Content starts
use bytes::Bytes;
use rustc_hash::FxHashMap;

use crate::channel::{ConsumerMessage, ProducerMessage};
use crate::endpoint::endpoint_id::EndpointId;
use crate::routing::filter::SubscriptionFilter;

/// An application payload published under a hierarchical, slash-delimited
/// topic. The payload bytes are opaque to the bus.
#[derive(Debug, Clone, Eq, PartialEq)]
pub struct DataMessage {
    pub topic: String,
    pub payload: Bytes,

    /// remaining hop budget; decremented on every forwarding step, dropped
    /// when it reaches 0
    pub ttl: u16,
}

/// A peer's view of the mesh, exchanged on peering establishment and on
/// filter or topology changes.
#[derive(Debug, Clone, Eq, PartialEq)]
pub struct Advertisement {
    pub from: EndpointId,

    /// the sender's *aggregate* subscriptions: everything it wants delivered,
    /// either for itself or for nodes it forwards to
    pub filter: SubscriptionFilter,

    /// distances (in hops, from the sender) to the endpoints the sender can
    /// reach
    pub distances: FxHashMap<EndpointId, usize>,
}

/// Everything that travels *inside* the ordered, reliable channel of a
/// peering. Data and control share the stream, so a BYE sentinel is
/// guaranteed to arrive after everything produced before it.
#[derive(Debug, Clone, Eq, PartialEq)]
pub enum NodeMessage {
    Data(DataMessage),
    Advertisement(Advertisement),

    /// Graceful end-of-stream announcement. The token is random so that a
    /// stale acknowledgement from a previous peering incarnation cannot be
    /// mistaken for the current one.
    Bye { token: u64 },

    /// echo of a received BYE token, telling the initiator it is safe to
    /// tear the connection down
    ByeAck { token: u64 },
}

/// One frame on the wire between two peered endpoints: either channel
/// traffic from the producing side or acknowledgements from the consuming
/// side. This is what the transport glue moves around; its encoding is the
/// transport's business.
#[derive(Debug, Clone, Eq, PartialEq)]
pub enum LinkMessage {
    Producer(ProducerMessage<NodeMessage>),
    Consumer(ConsumerMessage),
}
Content ends
YOUR ASSIGNMENT: All of the material should be given again, character for character.

RESULT BELOW:
use bytes::Bytes;
use rustc_hash::FxHashMap;

use crate::channel::{ConsumerMessage, ProducerMessage};
use crate::endpoint::endpoint_id::EndpointId;
use crate::routing::filter::SubscriptionFilter;

/// An application payload published under a hierarchical, slash-delimited
/// topic. The payload bytes are opaque to the bus.
#[derive(Debug, Clone, Eq, PartialEq)]
pub struct DataMessage {
    pub topic: String,
    pub payload: Bytes,

    /// remaining hop budget; decremented on every forwarding step, dropped
    /// when it reaches 0
    pub ttl: u16,
}

/// A peer's view of the mesh, exchanged on peering establishment and on
/// filter or topology changes.
#[derive(Debug, Clone, Eq, PartialEq)]
pub struct Advertisement {
    pub from: EndpointId,

    /// the sender's *aggregate* subscriptions: everything it wants delivered,
    /// either for itself or for nodes it forwards to
    pub filter: SubscriptionFilter,

    /// distances (in hops, from the sender) to the endpoints the sender can
    /// reach
    pub distances: FxHashMap<EndpointId, usize>,
}

/// Everything that travels *inside* the ordered, reliable channel of a
/// peering. Data and control share the stream, so a BYE sentinel is
/// guaranteed to arrive after everything produced before it.
#[derive(Debug, Clone, Eq, PartialEq)]
pub enum NodeMessage {
    Data(DataMessage),
    Advertisement(Advertisement),

    /// Graceful end-of-stream announcement. The token is random so that a
    /// stale acknowledgement from a previous peering incarnation cannot be
    /// mistaken for the current one.
    Bye { token: u64 },

    /// echo of a received BYE token, telling the initiator it is safe to
    /// tear the connection down
    ByeAck { token: u64 },
}

/// One frame on the wire between two peered endpoints: either channel
/// traffic from the producing side or acknowledgements from the consuming
/// side. This is what the transport glue moves around; its encoding is the
/// transport's business.
#[derive(Debug, Clone, Eq, PartialEq)]
pub enum LinkMessage {
    Producer(ProducerMessage<NodeMessage>),
    Consumer(ConsumerMessage),
}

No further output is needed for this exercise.